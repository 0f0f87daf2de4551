mod common;

use sema_ast::types::ASTType;
use sema_ast::{ASTExpression, Span};
use sema_resolver::dump::loose_to_json;
use sema_resolver::{resolve_type_loosely, LooseTier, SemanticResult};

#[test]
fn raw_lookup_finds_callee_in_unimported_module() {
  let library = common::module("lib.util");
  library
    .scope()
    .add(common::function("helper", 0, vec![("x", common::int())], common::int()));
  let app = common::module("app.main");
  let cache = common::cache_of(&[&library, &app]);
  let mut ctx = common::context_in(app, cache);

  let call = ASTExpression::call(
    ASTExpression::identifier("helper"),
    vec![ASTExpression::identifier("nowhere")],
  )
  .at(Span::new(0, 17));
  let resolution = resolve_type_loosely(&call, &mut ctx);

  assert_eq!(resolution.tier, Some(LooseTier::RawLookup));
  let SemanticResult::Ambiguous(matches) = &resolution.result else {
    panic!("raw lookup returns every match, got {}", resolution.result);
  };
  assert_eq!(matches.len(), 1);
  assert_eq!(
    matches[0].definition().map(|d| d.qualified_name()),
    Some("lib.util.helper".to_string())
  );
  assert!(ctx.diagnostics().is_empty());
  assert_eq!(loose_to_json(&resolution)["tier"], 3);
}

#[test]
fn raw_lookup_ignores_protection() {
  let library = common::module("lib.util");
  library.scope().add(sema_ast::declarations::ASTDeclaration::new(
    "hidden",
    Span::new(0, 10),
    sema_ast::declarations::ASTDeclarationKind::Variable(sema_ast::declarations::ASTVariable {
      ty: Some(common::int()),
      initializer: None,
      is_alias: false,
      is_variadic: false,
    }),
    sema_ast::metadata::DeclAttributes::PRIVATE,
  ));
  let app = common::module_importing("app", &["lib.util"]);
  let cache = common::cache_of(&[&library, &app]);
  let mut ctx = common::context_in(app, cache);

  let resolution = resolve_type_loosely(&ASTExpression::identifier("hidden"), &mut ctx);
  assert_eq!(resolution.tier, Some(LooseTier::RawLookup));
  assert_eq!(resolution.result.candidates().len(), 1);
}

#[test]
fn unresolvable_new_is_reported_once() {
  let app = common::module("app");
  let mut ctx = common::context(app);

  let created = ASTExpression::new_instance(ASTType::identifier("Gadget"), vec![]).at(Span::new(4, 16));
  let resolution = resolve_type_loosely(&created, &mut ctx);

  assert!(resolution.result.is_unknown());
  assert_eq!(resolution.tier, None);
  assert_eq!(ctx.diagnostics().len(), 1);
  assert!(ctx.diagnostics()[0].message.contains("'Gadget'"));
  assert_eq!(ctx.depth(), 0);
}

#[test]
fn raw_lookup_ignores_declarations_nested_in_other_modules() {
  let library = common::module("lib.util");
  library
    .scope()
    .add(common::function("helper", 0, vec![("value", common::int())], common::int()));
  let app = common::module("app.main");
  let cache = common::cache_of(&[&library, &app]);
  let mut ctx = common::context_in(app, cache);

  let resolution = resolve_type_loosely(&ASTExpression::identifier("value").at(Span::new(3, 8)), &mut ctx);
  assert!(resolution.result.is_unknown());
  assert_eq!(resolution.tier, None);
  assert_eq!(ctx.diagnostics().len(), 1);
}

___

TASK DIRECTIONS: Everything in the listing needs to appear again exactly.

EXERCISE SOLUTION:
repository 0f0f87daf2de4551
mod common;

use sema_ast::types::ASTType;
use sema_ast::{ASTExpression, Span};
use sema_resolver::dump::loose_to_json;
use sema_resolver::{resolve_type_loosely, LooseTier, SemanticResult};

#[test]
fn raw_lookup_finds_callee_in_unimported_module() {
  let library = common::module("lib.util");
  library
    .scope()
    .add(common::function("helper", 0, vec![("x", common::int())], common::int()));
  let app = common::module("app.main");
  let cache = common::cache_of(&[&library, &app]);
  let mut ctx = common::context_in(app, cache);

  let call = ASTExpression::call(
    ASTExpression::identifier("helper"),
    vec![ASTExpression::identifier("nowhere")],
  )
  .at(Span::new(0, 17));
  let resolution = resolve_type_loosely(&call, &mut ctx);

  assert_eq!(resolution.tier, Some(LooseTier::RawLookup));
  let SemanticResult::Ambiguous(matches) = &resolution.result else {
    panic!("raw lookup returns every match, got {}", resolution.result);
  };
  assert_eq!(matches.len(), 1);
  assert_eq!(
    matches[0].definition().map(|d| d.qualified_name()),
    Some("lib.util.helper".to_string())
  );
  assert!(ctx.diagnostics().is_empty());
  assert_eq!(loose_to_json(&resolution)["tier"], 3);
}

#[test]
fn raw_lookup_ignores_protection() {
  let library = common::module("lib.util");
  library.scope().add(sema_ast::declarations::ASTDeclaration::new(
    "hidden",
    Span::new(0, 10),
    sema_ast::declarations::ASTDeclarationKind::Variable(sema_ast::declarations::ASTVariable {
      ty: Some(common::int()),
      initializer: None,
      is_alias: false,
      is_variadic: false,
    }),
    sema_ast::metadata::DeclAttributes::PRIVATE,
  ));
  let app = common::module_importing("app", &["lib.util"]);
  let cache = common::cache_of(&[&library, &app]);
  let mut ctx = common::context_in(app, cache);

  let resolution = resolve_type_loosely(&ASTExpression::identifier("hidden"), &mut ctx);
  assert_eq!(resolution.tier, Some(LooseTier::RawLookup));
  assert_eq!(resolution.result.candidates().len(), 1);
}

#[test]
fn unresolvable_new_is_reported_once() {
  let app = common::module("app");
  let mut ctx = common::context(app);

  let created = ASTExpression::new_instance(ASTType::identifier("Gadget"), vec![]).at(Span::new(4, 16));
  let resolution = resolve_type_loosely(&created, &mut ctx);

  assert!(resolution.result.is_unknown());
  assert_eq!(resolution.tier, None);
  assert_eq!(ctx.diagnostics().len(), 1);
  assert!(ctx.diagnostics()[0].message.contains("'Gadget'"));
  assert_eq!(ctx.depth(), 0);
}

#[test]
fn raw_lookup_ignores_declarations_nested_in_other_modules() {
  let library = common::module("lib.util");
  library
    .scope()
    .add(common::function("helper", 0, vec![("value", common::int())], common::int()));
  let app = common::module("app.main");
  let cache = common::cache_of(&[&library, &app]);
  let mut ctx = common::context_in(app, cache);

  let resolution = resolve_type_loosely(&ASTExpression::identifier("value").at(Span::new(3, 8)), &mut ctx);
  assert!(resolution.result.is_unknown());
  assert_eq!(resolution.tier, None);
  assert_eq!(ctx.diagnostics().len(), 1);
}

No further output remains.